We sequenced the genomes of a ~7,000-year-old farmer from Germany and eight ~8,000-year-old hunter-gatherers from Luxembourg and Sweden. We analysed these and other ancient genomes with 2,345 contemporary humans to show that most present-day Europeans derive from at least three highly differentiated populations: west European hunter-gatherers, who contributed ancestry to all Europeans but not to Near Easterners; ancient north Eurasians related to Upper Palaeolithic Siberians, who contributed to both Europeans and Near Easterners; and early European farmers, who were mainly of Near Eastern origin but also harboured west European hunter-gatherer related ancestry. We model these populations’ deep relationships and show that early European farmers had ~44% ancestry from a ‘basal Eurasian’ population that split before the diversification of other non-African lineages.

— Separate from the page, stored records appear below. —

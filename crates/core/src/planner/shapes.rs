//! Shape enrichment: geometry for the segments of a processed route.
//!
//! Segments leave route processing with empty shapes. This module fills
//! them in afterwards, one fetch per vehicle segment, all segments of a
//! route in flight at once. A failed fetch downgrades that segment to
//! straight-line drawing; it never sinks the route.

use std::future::Future;
use std::pin::Pin;

use futures_util::future::join_all;

use dojade_transit::identifiers::{LineRef, StopCode};
use dojade_transit::models::ShapePoint;
use dojade_transit::routes::{LineInfo, RouteSummary};

use crate::api::{ApiClient, Result};

/// Where segment geometry comes from.
pub trait ShapeSource: Send + Sync {
    fn fetch_shape<'a>(
        &'a self,
        line: &'a LineRef,
        start: &'a StopCode,
        end: &'a StopCode,
    ) -> Pin<Box<dyn Future<Output = Result<Vec<ShapePoint>>> + Send + 'a>>;
}

impl ShapeSource for ApiClient {
    fn fetch_shape<'a>(
        &'a self,
        line: &'a LineRef,
        start: &'a StopCode,
        end: &'a StopCode,
    ) -> Pin<Box<dyn Future<Output = Result<Vec<ShapePoint>>> + Send + 'a>> {
        Box::pin(self.shape_between(line, start, end))
    }
}

/// Fill in the geometry of every vehicle segment of one route. Walk
/// segments are skipped; fetch failures leave that segment's shape empty.
pub async fn enrich_route(source: &dyn ShapeSource, route: &mut RouteSummary) {
    let fetched = join_all(route.lines.iter().map(|segment| fetch_for(source, segment))).await;
    for (segment, shape) in route.lines.iter_mut().zip(fetched) {
        segment.shape = shape;
    }
}

pub async fn enrich_routes(source: &dyn ShapeSource, routes: &mut [RouteSummary]) {
    for route in routes.iter_mut() {
        enrich_route(source, route).await;
    }
}

async fn fetch_for(source: &dyn ShapeSource, segment: &LineInfo) -> Vec<ShapePoint> {
    let Some(line) = segment.line() else {
        return Vec::new();
    };
    match source
        .fetch_shape(line, &segment.start_code, &segment.end_code)
        .await
    {
        Ok(points) => points,
        Err(err) => {
            tracing::warn!("shape fetch for line {line} failed: {err}");
            Vec::new()
        }
    }
}

#[cfg(test)]
mod tests {
    use super::*;
    use crate::api::ApiError;
    use chrono::{NaiveDate, NaiveDateTime};
    use dojade_transit::models::{PathElement, Stop};
    use dojade_transit::routes::process_paths;
    use reqwest::StatusCode;

    /// Answers every line with one waypoint, except the designated
    /// failure, and records which lines were asked for.
    struct CannedShapes {
        fail_line: &'static str,
        asked: std::sync::Mutex<Vec<String>>,
    }

    impl CannedShapes {
        fn failing(fail_line: &'static str) -> Self {
            Self {
                fail_line,
                asked: std::sync::Mutex::new(Vec::new()),
            }
        }
    }

    impl ShapeSource for CannedShapes {
        fn fetch_shape<'a>(
            &'a self,
            line: &'a LineRef,
            _start: &'a StopCode,
            _end: &'a StopCode,
        ) -> Pin<Box<dyn Future<Output = Result<Vec<ShapePoint>>> + Send + 'a>> {
            Box::pin(async move {
                self.asked.lock().unwrap().push(line.to_string());
                if line.as_str() == self.fail_line {
                    return Err(ApiError::Status {
                        url: "http://backend.test/api/shapes".to_owned(),
                        status: StatusCode::INTERNAL_SERVER_ERROR,
                    });
                }
                Ok(vec![ShapePoint {
                    id: 1,
                    lat: 52.4,
                    lon: 16.9,
                    sequence: 0,
                }])
            })
        }
    }

    fn leg(code: &str, line: Option<&str>) -> PathElement {
        PathElement {
            stop: Stop {
                id: 0,
                code: StopCode::new(code),
                name: code.into(),
                lat: 52.4,
                lon: 16.9,
                zone_id: "A".into(),
            },
            line: line.map(LineRef::new),
            departure_time: Some("12:00:00".into()),
            arrival_time: Some("12:10:00".into()),
        }
    }

    fn now() -> NaiveDateTime {
        NaiveDate::from_ymd_opt(2024, 11, 2)
            .unwrap()
            .and_hms_opt(11, 0, 0)
            .unwrap()
    }

    #[tokio::test]
    async fn test_failed_segment_keeps_empty_shape() {
        let path = vec![
            leg("A", None),
            leg("B", Some("5")),
            leg("C", Some("13")),
            leg("D", Some("9")),
        ];
        let mut routes = process_paths(vec![path], now());
        let source = CannedShapes::failing("13");

        enrich_routes(&source, &mut routes).await;

        let segments = &routes[0].lines;
        assert_eq!(segments.len(), 3);
        assert_eq!(segments[0].shape.len(), 1);
        assert!(segments[1].shape.is_empty());
        assert_eq!(segments[2].shape.len(), 1);
    }

    #[tokio::test]
    async fn test_walk_segments_are_never_fetched() {
        let path = vec![
            leg("A", None),
            leg("B", Some("5")),
            leg("C", Some("WALK")),
            leg("D", Some("9")),
        ];
        let mut routes = process_paths(vec![path], now());
        let source = CannedShapes::failing("none");

        enrich_route(&source, &mut routes[0]).await;

        let asked = source.asked.lock().unwrap();
        assert_eq!(*asked, vec!["5".to_owned(), "9".to_owned()]);
        assert!(routes[0].lines[1].shape.is_empty());
    }
}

The study is not available in full at the link.

The Guardian provides more analysis.

The findings suggest that the arrival of modern humans into Europe more than 40,000 years ago was followed by an influx of farmers some 8,000 years ago, with a third wave of migrants coming from north Eurasia perhaps 5,000 years ago. Others from the same population of north Eurasians took off towards the Americas and gave rise to Native Americans.

Modern Europeans are various mixes of the three populations. Sardinians are more than 80% early European farmer, with less than 1% of their genetic makeup coming from the ancient north Eurasians. In the Baltic states such as Estonia, some modern people are 50% hunter-gatherer and around a third early European farmer.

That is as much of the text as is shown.